**TASK REQUIREMENTS**. Your task is to repeat the entries exactly from their first line through the line with "async fn fetch_weather(&self, latitude: f64, longitude: f64)", and to stop there.

Saved entries

▶

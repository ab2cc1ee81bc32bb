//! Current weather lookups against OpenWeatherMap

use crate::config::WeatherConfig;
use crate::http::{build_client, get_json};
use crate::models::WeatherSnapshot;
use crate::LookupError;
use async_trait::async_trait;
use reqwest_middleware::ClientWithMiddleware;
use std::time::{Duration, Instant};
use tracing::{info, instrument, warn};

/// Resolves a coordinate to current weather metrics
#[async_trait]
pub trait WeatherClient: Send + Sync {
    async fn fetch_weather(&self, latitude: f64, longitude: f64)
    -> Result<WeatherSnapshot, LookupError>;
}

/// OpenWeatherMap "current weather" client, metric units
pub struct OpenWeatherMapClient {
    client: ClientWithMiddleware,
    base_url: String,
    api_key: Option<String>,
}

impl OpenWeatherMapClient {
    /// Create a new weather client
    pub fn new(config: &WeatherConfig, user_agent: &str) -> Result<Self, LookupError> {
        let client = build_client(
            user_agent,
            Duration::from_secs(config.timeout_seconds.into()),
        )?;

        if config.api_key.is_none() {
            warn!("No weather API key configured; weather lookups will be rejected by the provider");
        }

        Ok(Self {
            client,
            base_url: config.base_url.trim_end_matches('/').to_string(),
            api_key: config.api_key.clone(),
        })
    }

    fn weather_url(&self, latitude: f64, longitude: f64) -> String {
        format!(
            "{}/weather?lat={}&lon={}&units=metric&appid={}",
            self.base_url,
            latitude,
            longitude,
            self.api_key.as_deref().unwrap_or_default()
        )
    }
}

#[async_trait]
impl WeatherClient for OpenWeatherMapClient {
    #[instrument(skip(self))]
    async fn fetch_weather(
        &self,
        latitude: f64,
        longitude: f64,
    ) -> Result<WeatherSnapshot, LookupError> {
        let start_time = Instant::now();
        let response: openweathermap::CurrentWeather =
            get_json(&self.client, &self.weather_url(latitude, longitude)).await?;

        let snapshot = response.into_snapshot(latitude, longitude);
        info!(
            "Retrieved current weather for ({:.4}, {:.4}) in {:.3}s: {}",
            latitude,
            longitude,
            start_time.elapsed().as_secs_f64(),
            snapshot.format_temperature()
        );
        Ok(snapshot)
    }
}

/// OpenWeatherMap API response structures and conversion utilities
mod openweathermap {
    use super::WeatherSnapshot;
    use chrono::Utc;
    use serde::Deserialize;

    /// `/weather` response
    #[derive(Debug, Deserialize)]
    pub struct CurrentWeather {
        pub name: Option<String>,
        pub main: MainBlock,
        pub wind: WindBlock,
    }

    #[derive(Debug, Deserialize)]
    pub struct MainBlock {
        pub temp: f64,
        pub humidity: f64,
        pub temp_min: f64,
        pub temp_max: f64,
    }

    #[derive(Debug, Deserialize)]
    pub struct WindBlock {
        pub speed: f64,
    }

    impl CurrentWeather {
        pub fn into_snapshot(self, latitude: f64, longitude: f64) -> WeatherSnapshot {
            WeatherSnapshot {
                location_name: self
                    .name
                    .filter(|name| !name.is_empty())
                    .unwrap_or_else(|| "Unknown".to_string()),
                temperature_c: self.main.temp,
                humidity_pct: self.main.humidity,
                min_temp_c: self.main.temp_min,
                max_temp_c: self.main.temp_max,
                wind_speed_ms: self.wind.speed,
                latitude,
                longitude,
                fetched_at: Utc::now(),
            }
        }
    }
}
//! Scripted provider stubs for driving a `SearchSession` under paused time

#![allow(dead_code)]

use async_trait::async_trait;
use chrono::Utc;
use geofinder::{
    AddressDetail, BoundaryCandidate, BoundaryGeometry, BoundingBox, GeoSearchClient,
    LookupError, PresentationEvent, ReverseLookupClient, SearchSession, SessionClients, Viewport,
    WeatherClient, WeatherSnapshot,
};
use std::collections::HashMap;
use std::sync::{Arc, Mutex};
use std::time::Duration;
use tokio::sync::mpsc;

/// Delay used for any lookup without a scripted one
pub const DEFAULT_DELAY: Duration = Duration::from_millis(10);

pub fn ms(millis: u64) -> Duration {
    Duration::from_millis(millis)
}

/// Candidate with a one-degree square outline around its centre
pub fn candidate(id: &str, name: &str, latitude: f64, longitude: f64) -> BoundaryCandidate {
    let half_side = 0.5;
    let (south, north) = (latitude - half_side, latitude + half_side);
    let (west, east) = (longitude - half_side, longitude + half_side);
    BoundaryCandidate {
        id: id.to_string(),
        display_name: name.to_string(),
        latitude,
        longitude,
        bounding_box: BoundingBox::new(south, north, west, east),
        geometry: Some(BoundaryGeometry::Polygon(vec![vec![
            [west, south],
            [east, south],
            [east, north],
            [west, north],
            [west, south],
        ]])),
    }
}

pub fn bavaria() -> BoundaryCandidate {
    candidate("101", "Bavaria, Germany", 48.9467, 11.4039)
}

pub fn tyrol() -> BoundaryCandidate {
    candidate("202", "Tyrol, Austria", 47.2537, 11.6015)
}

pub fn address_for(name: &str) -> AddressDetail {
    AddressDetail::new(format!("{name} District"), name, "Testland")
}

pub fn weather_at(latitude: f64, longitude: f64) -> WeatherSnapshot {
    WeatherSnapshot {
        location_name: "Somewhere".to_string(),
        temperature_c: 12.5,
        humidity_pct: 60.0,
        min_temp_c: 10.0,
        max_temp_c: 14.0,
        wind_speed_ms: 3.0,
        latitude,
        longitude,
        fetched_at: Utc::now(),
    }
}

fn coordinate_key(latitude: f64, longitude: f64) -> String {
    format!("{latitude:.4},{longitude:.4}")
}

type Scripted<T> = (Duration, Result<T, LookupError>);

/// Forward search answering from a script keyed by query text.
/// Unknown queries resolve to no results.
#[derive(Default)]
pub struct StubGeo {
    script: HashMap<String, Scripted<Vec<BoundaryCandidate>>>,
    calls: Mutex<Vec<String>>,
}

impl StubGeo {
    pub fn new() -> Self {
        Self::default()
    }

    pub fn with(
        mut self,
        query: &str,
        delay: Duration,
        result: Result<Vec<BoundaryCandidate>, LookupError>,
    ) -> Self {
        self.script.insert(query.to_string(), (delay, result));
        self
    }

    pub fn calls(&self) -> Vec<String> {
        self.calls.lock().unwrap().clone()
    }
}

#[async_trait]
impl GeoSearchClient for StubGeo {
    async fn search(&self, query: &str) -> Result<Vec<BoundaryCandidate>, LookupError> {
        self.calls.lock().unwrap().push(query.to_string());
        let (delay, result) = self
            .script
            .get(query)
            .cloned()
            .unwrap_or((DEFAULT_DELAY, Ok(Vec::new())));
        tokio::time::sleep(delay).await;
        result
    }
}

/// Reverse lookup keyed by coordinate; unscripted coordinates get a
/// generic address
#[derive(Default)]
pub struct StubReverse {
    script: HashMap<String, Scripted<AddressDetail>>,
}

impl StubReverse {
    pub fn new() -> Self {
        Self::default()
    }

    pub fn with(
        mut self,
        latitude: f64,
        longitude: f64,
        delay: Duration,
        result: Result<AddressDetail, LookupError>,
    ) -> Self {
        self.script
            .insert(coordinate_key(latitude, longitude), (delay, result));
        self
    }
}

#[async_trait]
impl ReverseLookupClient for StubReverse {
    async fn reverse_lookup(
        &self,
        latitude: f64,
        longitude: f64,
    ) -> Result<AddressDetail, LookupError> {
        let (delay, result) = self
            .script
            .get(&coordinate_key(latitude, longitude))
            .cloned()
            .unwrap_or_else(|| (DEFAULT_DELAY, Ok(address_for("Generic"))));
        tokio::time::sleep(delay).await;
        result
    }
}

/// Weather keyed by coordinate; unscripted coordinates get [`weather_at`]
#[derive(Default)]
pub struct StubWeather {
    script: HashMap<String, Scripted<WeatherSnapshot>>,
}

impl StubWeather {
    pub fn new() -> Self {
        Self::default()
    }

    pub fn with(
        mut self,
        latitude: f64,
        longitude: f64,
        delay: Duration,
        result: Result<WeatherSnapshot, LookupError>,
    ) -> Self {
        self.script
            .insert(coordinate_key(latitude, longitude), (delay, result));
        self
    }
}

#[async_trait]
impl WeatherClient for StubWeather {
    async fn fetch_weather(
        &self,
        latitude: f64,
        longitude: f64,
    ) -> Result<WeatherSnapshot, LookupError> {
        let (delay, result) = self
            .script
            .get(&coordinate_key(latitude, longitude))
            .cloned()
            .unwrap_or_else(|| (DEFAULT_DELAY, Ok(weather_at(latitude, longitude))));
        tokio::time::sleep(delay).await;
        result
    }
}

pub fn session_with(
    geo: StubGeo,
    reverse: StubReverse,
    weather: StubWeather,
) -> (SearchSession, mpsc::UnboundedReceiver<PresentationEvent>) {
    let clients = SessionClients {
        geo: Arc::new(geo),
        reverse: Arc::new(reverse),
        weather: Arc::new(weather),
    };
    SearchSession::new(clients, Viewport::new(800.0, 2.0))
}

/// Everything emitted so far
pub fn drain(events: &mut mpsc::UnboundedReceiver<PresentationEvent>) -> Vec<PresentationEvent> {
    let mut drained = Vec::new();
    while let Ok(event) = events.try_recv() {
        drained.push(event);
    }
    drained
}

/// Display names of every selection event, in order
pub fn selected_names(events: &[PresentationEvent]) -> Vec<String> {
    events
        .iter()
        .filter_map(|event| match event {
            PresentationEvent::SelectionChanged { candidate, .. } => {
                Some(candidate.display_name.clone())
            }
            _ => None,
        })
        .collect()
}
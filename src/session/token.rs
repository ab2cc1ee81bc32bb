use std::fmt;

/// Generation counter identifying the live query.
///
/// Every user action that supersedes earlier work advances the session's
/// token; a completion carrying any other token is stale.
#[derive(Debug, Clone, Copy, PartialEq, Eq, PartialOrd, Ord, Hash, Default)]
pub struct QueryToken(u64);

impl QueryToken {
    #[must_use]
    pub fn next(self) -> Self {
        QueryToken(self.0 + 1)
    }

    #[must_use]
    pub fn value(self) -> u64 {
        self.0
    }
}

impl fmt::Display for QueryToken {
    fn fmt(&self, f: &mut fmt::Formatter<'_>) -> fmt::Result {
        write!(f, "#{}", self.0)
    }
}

◀

**TASK RESPONSE**.
repository ab2cc1ee81bc32bb
//! Current weather lookups against OpenWeatherMap

use crate::config::WeatherConfig;
use crate::http::{build_client, get_json};
use crate::models::WeatherSnapshot;
use crate::LookupError;
use async_trait::async_trait;
use reqwest_middleware::ClientWithMiddleware;
use std::time::{Duration, Instant};
use tracing::{info, instrument, warn};

/// Resolves a coordinate to current weather metrics
#[async_trait]
pub trait WeatherClient: Send + Sync {
    async fn fetch_weather(&self, latitude: f64, longitude: f64)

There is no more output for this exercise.